» THE PROBLEM:
From the data that follows, copy every line holding the string "Option".
______
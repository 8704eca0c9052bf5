//! Outbound bot messages
//!
//! These are platform-neutral: the Business Messages adapter adds the
//! representative block and maps suggestions onto its wire format.

use serde::{Deserialize, Serialize};
use uuid::Uuid;

/// A chip attached to an outbound message.
#[derive(Debug, Clone, PartialEq, Eq, Serialize, Deserialize)]
#[serde(tag = "kind", rename_all = "snake_case")]
pub enum Suggestion {
    /// Suggested reply; tapping it sends `postback_data` back to the webhook.
    Reply { text: String, postback_data: String },
    /// OAuth sign-in request carrying the PKCE challenge.
    AuthenticationRequest { client_id: String, code_challenge: String, scopes: Vec<String> },
}

/// One message the bot sends to a conversation.
#[derive(Debug, Clone, PartialEq, Eq, Serialize, Deserialize)]
pub struct OutboundMessage {
    /// Random 128-bit id rendered as a decimal integer.
    pub message_id: String,
    pub text: String,
    pub suggestions: Vec<Suggestion>,
    /// Shown by clients that cannot render suggestions.
    pub fallback: Option<String>,
}

impl OutboundMessage {
    /// Plain text message with a freshly generated id.
    pub fn text(text: impl Into<String>) -> Self {
        Self {
            message_id: Uuid::new_v4().as_u128().to_string(),
            text: text.into(),
            suggestions: Vec::new(),
            fallback: None,
        }
    }

    #[must_use]
    pub fn with_suggestion(mut self, suggestion: Suggestion) -> Self {
        self.suggestions.push(suggestion);
        self
    }

    #[must_use]
    pub fn with_fallback(mut self, fallback: impl Into<String>) -> Self {
        self.fallback = Some(fallback.into());
        self
    }

    /// The code challenge of the first authentication request, if any.
    pub fn code_challenge(&self) -> Option<&str> {
        self.suggestions.iter().find_map(|s| match s {
            Suggestion::AuthenticationRequest { code_challenge, .. } => Some(code_challenge.as_str()),
            Suggestion::Reply { .. } => None,
        })
    }
}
______
» EXERCISE OUTPUT:
    pub fallback: Option<String>,
    pub fn code_challenge(&self) -> Option<&str> {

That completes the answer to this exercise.